The implants are of the self-tapping variety and BLE (Bone Lock Etching)surface treated. The surgical procedure is simplified by the self-tapping property and the carefully researched cutting angle ensures maximum efficiency, thus eliminating the need for tapping in most cases in line with well-known protocols.

Great attention is given to cleaning and decontamination processes. After the first cleaning process using appropriate solvents for the removal of major contaminants, the implants are passed through a specific surface decontamination cycle using Argon plasma cleaning. All cleaning, decontamination and packaging is carried out in a clean enviromment. The implant is supplied in a special double container which enables the transfer of the implant to the surgical site without handling and therefore minimises any risk of compromising its sterility. Sterilization is performed by Gamma radiation.

HDC’s Research and Development Department is always at the disposal of the client to help meet their requirements. This catalogue illustrates the actual production process which is constantly evolving. HDC is continually striving to create new solutions that will make it easier for the clinician and improve clinical successes as well as protecting patients health and comfort.

Surface Treatment

Bonelock Etching

Well-known clinicians together with an important certified Centre for Materials Treatment have worked in collaboration to study the micro-mechanical, biological and biochemistry aspect of the surface treatment capable of altering the morphology.
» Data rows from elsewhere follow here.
//! Yield calculator.
//!
//! Computes net yield from execution fees (lamports paid) and protocol
//! revenue (lamports received) as exact signed sums over explicit evidence.
//! Rate metrics (APR/APY) are out of scope.

use crate::error::{ErrorCode, Result, ThreeiumError};
use crate::ledger::report::{
    lamports_decimal, EvidenceKind, EvidenceReference, SlotWindow, YieldReport, YieldTotals,
};
use crate::types::{Lamports, Slot};
use serde::{Deserialize, Serialize};
use tracing::{debug, info, instrument};

/// A signed lamport movement backed by a transaction signature.
#[derive(Debug, Clone, PartialEq, Eq, Serialize, Deserialize)]
#[serde(rename_all = "camelCase")]
pub struct YieldEvent {
    /// Slot of the referenced transaction
    pub slot: Slot,
    /// Verifiable transaction signature
    pub signature: String,
    /// Signed lamport amount, a decimal string on the wire
    #[serde(with = "lamports_decimal")]
    pub lamports: Lamports,
    /// Human-readable description of the source
    pub description: String,
}

/// Lamports paid in execution fees.
pub type ExecutionFeeEvent = YieldEvent;
/// Lamports received as protocol revenue.
pub type ProtocolRevenueEvent = YieldEvent;

#[derive(Debug, Clone, PartialEq, Eq)]
pub struct YieldInputs {
    /// Slot window covered by the report
    pub window: SlotWindow,
    /// Execution fee evidence
    pub execution_fees: Vec<ExecutionFeeEvent>,
    /// Protocol revenue evidence
    pub protocol_revenue: Vec<ProtocolRevenueEvent>,
    /// Report generation timestamp (unix ms)
    pub generated_at_unix_ms: i64,
}

#[derive(Debug, Clone, Copy, Default)]
pub struct YieldCalculator;

impl YieldCalculator {
    pub fn new() -> Self {
        Self
    }

    /// Computes a [`YieldReport`] from explicit inputs.
    #[instrument(skip(self, inputs), fields(
        start_slot = inputs.window.start_slot,
        end_slot = inputs.window.end_slot,
        fees = inputs.execution_fees.len(),
        revenue = inputs.protocol_revenue.len()
    ))]
    pub fn compute(&self, inputs: &YieldInputs) -> Result<YieldReport> {
        if inputs.window.end_slot < inputs.window.start_slot {
            return Err(
                ThreeiumError::invalid_input(ErrorCode::SlotInvalid, "endSlot must be >= startSlot")
                    .with_detail("startSlot", inputs.window.start_slot)
                    .with_detail("endSlot", inputs.window.end_slot),
            );
        }

        let execution_fees_lamports =
            sum_stream(&inputs.execution_fees, EvidenceKind::ExecutionFee)?;
        let protocol_revenue_lamports =
            sum_stream(&inputs.protocol_revenue, EvidenceKind::ProtocolRevenue)?;

        let net_lamports = protocol_revenue_lamports
            .checked_sub(execution_fees_lamports)
            .ok_or_else(|| {
                ThreeiumError::infeasible(ErrorCode::AmountOverflow, "net lamports overflow")
                    .with_detail("executionFeesLamports", execution_fees_lamports.to_string())
                    .with_detail("protocolRevenueLamports", protocol_revenue_lamports.to_string())
            })?;

        let references = inputs
            .execution_fees
            .iter()
            .map(|e| reference(EvidenceKind::ExecutionFee, e))
            .chain(
                inputs
                    .protocol_revenue
                    .iter()
                    .map(|e| reference(EvidenceKind::ProtocolRevenue, e)),
            )
            .collect();

        info!(
            "Yield over slots {}..={}: fees={} revenue={} net={}",
            inputs.window.start_slot,
            inputs.window.end_slot,
            execution_fees_lamports,
            protocol_revenue_lamports,
            net_lamports
        );

        Ok(YieldReport {
            generated_at_unix_ms: inputs.generated_at_unix_ms,
            window: inputs.window,
            totals: YieldTotals {
                execution_fees_lamports,
                protocol_revenue_lamports,
                net_lamports,
            },
            references,
        })
    }
}

fn stream_name(kind: EvidenceKind) -> &'static str {
    match kind {
        EvidenceKind::ExecutionFee => "execution fee",
        EvidenceKind::ProtocolRevenue => "protocol revenue",
    }
}

fn validate_event(event: &YieldEvent, kind: EvidenceKind, index: usize) -> Result<()> {
    let field = if event.signature.is_empty() {
        "signature"
    } else if event.description.is_empty() {
        "description"
    } else {
        return Ok(());
    };

    Err(ThreeiumError::invalid_input(
        ErrorCode::EventInvalid,
        format!("{} {} required", stream_name(kind), field),
    )
    .with_detail("stream", stream_name(kind))
    .with_detail("index", index)
    .with_detail("field", field))
}

/// Validates and sums one event stream with exact checked arithmetic.
fn sum_stream(events: &[YieldEvent], kind: EvidenceKind) -> Result<Lamports> {
    let mut total: Lamports = 0;
    for (index, event) in events.iter().enumerate() {
        validate_event(event, kind, index)?;
        total = total.checked_add(event.lamports).ok_or_else(|| {
            ThreeiumError::infeasible(
                ErrorCode::AmountOverflow,
                format!("{} total overflows", stream_name(kind)),
            )
            .with_detail("stream", stream_name(kind))
            .with_detail("index", index)
        })?;
    }
    debug!("Summed {} {} events: {}", events.len(), stream_name(kind), total);
    Ok(total)
}

fn reference(kind: EvidenceKind, event: &YieldEvent) -> EvidenceReference {
    EvidenceReference {
        kind,
        slot: event.slot,
        signature: event.signature.clone(),
        lamports: event.lamports,
        description: event.description.clone(),
    }
}

#[cfg(test)]
mod tests {
    use super::*;

    fn event(slot: Slot, signature: &str, lamports: Lamports) -> YieldEvent {
        YieldEvent {
            slot,
            signature: signature.to_string(),
            lamports,
            description: "transaction fee".to_string(),
        }
    }

    fn inputs(fees: Vec<YieldEvent>, revenue: Vec<YieldEvent>) -> YieldInputs {
        YieldInputs {
            window: SlotWindow { start_slot: 10, end_slot: 20 },
            execution_fees: fees,
            protocol_revenue: revenue,
            generated_at_unix_ms: 1_700_000_000_000,
        }
    }

    #[test]
    fn test_net_is_revenue_minus_fees() {
        let report = YieldCalculator::new()
            .compute(&inputs(
                vec![event(11, "f1", 200), event(12, "f2", 300)],
                vec![event(13, "r1", 300)],
            ))
            .unwrap();

        assert_eq!(report.totals.execution_fees_lamports, 500);
        assert_eq!(report.totals.protocol_revenue_lamports, 300);
        assert_eq!(report.totals.net_lamports, -200);
    }

    #[test]
    fn test_empty_streams_are_zero() {
        let report = YieldCalculator::new().compute(&inputs(vec![], vec![])).unwrap();
        assert_eq!(
            report.totals,
            YieldTotals {
                execution_fees_lamports: 0,
                protocol_revenue_lamports: 0,
                net_lamports: 0,
            }
        );
        assert!(report.references.is_empty());
    }

    #[test]
    fn test_references_fee_first_in_input_order() {
        let report = YieldCalculator::new()
            .compute(&inputs(
                vec![event(15, "f-b", 1), event(11, "f-a", 1)],
                vec![event(12, "r-a", 1)],
            ))
            .unwrap();

        let sigs: Vec<_> = report.references.iter().map(|r| r.signature.as_str()).collect();
        assert_eq!(sigs, vec!["f-b", "f-a", "r-a"]);
        assert_eq!(report.references[2].kind, EvidenceKind::ProtocolRevenue);
    }

    #[test]
    fn test_large_amounts_are_exact() {
        let big = i64::MAX as Lamports;
        let report = YieldCalculator::new()
            .compute(&inputs(
                vec![event(10, "f", big), event(10, "g", big)],
                vec![event(10, "r", 1)],
            ))
            .unwrap();
        assert_eq!(report.totals.execution_fees_lamports, 2 * big);
        assert_eq!(report.totals.net_lamports, 1 - 2 * big);
    }

    #[test]
    fn test_negative_amounts_allowed() {
        let report = YieldCalculator::new()
            .compute(&inputs(vec![event(10, "refund", -50)], vec![]))
            .unwrap();
        assert_eq!(report.totals.net_lamports, 50);
    }

    #[test]
    fn test_rejects_inverted_window() {
        let mut bad = inputs(vec![], vec![]);
        bad.window = SlotWindow { start_slot: 20, end_slot: 10 };
        let err = YieldCalculator::new().compute(&bad).unwrap_err();
        assert_eq!(err.code(), ErrorCode::SlotInvalid);
    }

    #[test]
    fn test_single_slot_window_ok() {
        let mut one = inputs(vec![], vec![]);
        one.window = SlotWindow { start_slot: 7, end_slot: 7 };
        assert!(YieldCalculator::new().compute(&one).is_ok());
    }

    #[test]
    fn test_rejects_empty_signature_and_description() {
        let err = YieldCalculator::new()
            .compute(&inputs(vec![event(10, "", 1)], vec![]))
            .unwrap_err();
        assert_eq!(err.code(), ErrorCode::EventInvalid);
        assert_eq!(err.details()["field"], "signature");

        let mut no_description = event(10, "sig", 1);
        no_description.description.clear();
        let err = YieldCalculator::new()
            .compute(&inputs(vec![], vec![event(10, "ok", 1), no_description]))
            .unwrap_err();
        assert_eq!(err.details()["stream"], "protocol revenue");
        assert_eq!(err.details()["index"], 1);
    }

    #[test]
    fn test_overflow_is_an_error() {
        let err = YieldCalculator::new()
            .compute(&inputs(vec![event(10, "a", Lamports::MAX), event(10, "b", 1)], vec![]))
            .unwrap_err();
        assert_eq!(err.code(), ErrorCode::AmountOverflow);
    }

    #[test]
    fn test_generated_at_and_serialization() {
        let report = YieldCalculator::new().compute(&inputs(vec![], vec![])).unwrap();
        assert_eq!(report.generated_at().unwrap().timestamp_millis(), 1_700_000_000_000);

        let json = serde_json::to_value(&report).unwrap();
        assert_eq!(json["window"]["startSlot"], 10);
        assert_eq!(json["totals"]["netLamports"], "0");
    }

    #[test]
    fn test_totals_beyond_u64_serialize_as_strings() {
        let report = YieldCalculator::new()
            .compute(&inputs(
                vec![event(11, "a", u64::MAX as Lamports), event(12, "b", u64::MAX as Lamports)],
                vec![],
            ))
            .unwrap();

        let json = serde_json::to_value(&report).unwrap();
        assert_eq!(json["totals"]["executionFeesLamports"], "36893488147419103230");
        assert_eq!(json["totals"]["netLamports"], "-36893488147419103230");
        assert_eq!(json["references"][0]["lamports"], "18446744073709551615");
    }

    #[test]
    fn test_event_amount_parsed_from_string() {
        let event: YieldEvent = serde_json::from_value(serde_json::json!({
            "slot": 7,
            "signature": "sig",
            "lamports": "-170141183460469231731687303715884105728",
            "description": "fee"
        }))
        .unwrap();
        assert_eq!(event.lamports, Lamports::MIN);

        let bad = serde_json::from_value::<YieldEvent>(serde_json::json!({
            "slot": 7,
            "signature": "sig",
            "lamports": "12x",
            "description": "fee"
        }));
        assert!(bad.is_err());
    }
}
It has been widely demonstrated that the more the surface roughness is close to the fibroblast dimension the more capable it is of influencing cellular behaviour causing platelet activity, compared to a machined surface. This surface roughness ensures optimum bone-to-implant contact from the point of view of either the distribution and the dimension of the peak/depression relation and therefore helps clot stabilization and fibroblast adhesion during the primary healing phase.

The treatment increases bone-to-implant contact making a typical structure rough in cellular-scale. The acquired morphology acts like a sponge to fluids in the implant site. Increasing the bone-implant interface, together with the documented bony growth in relation to surface roughness, enables a reduced osteointegration period to 6/8 weeks and allows early loading and consequently a reduction in treatment time. SEM micrographs at 7.500 and 10.000 magnification revealed micro concavity of 5 microns medium size which is the optimum value for a perfect and early osteointegration.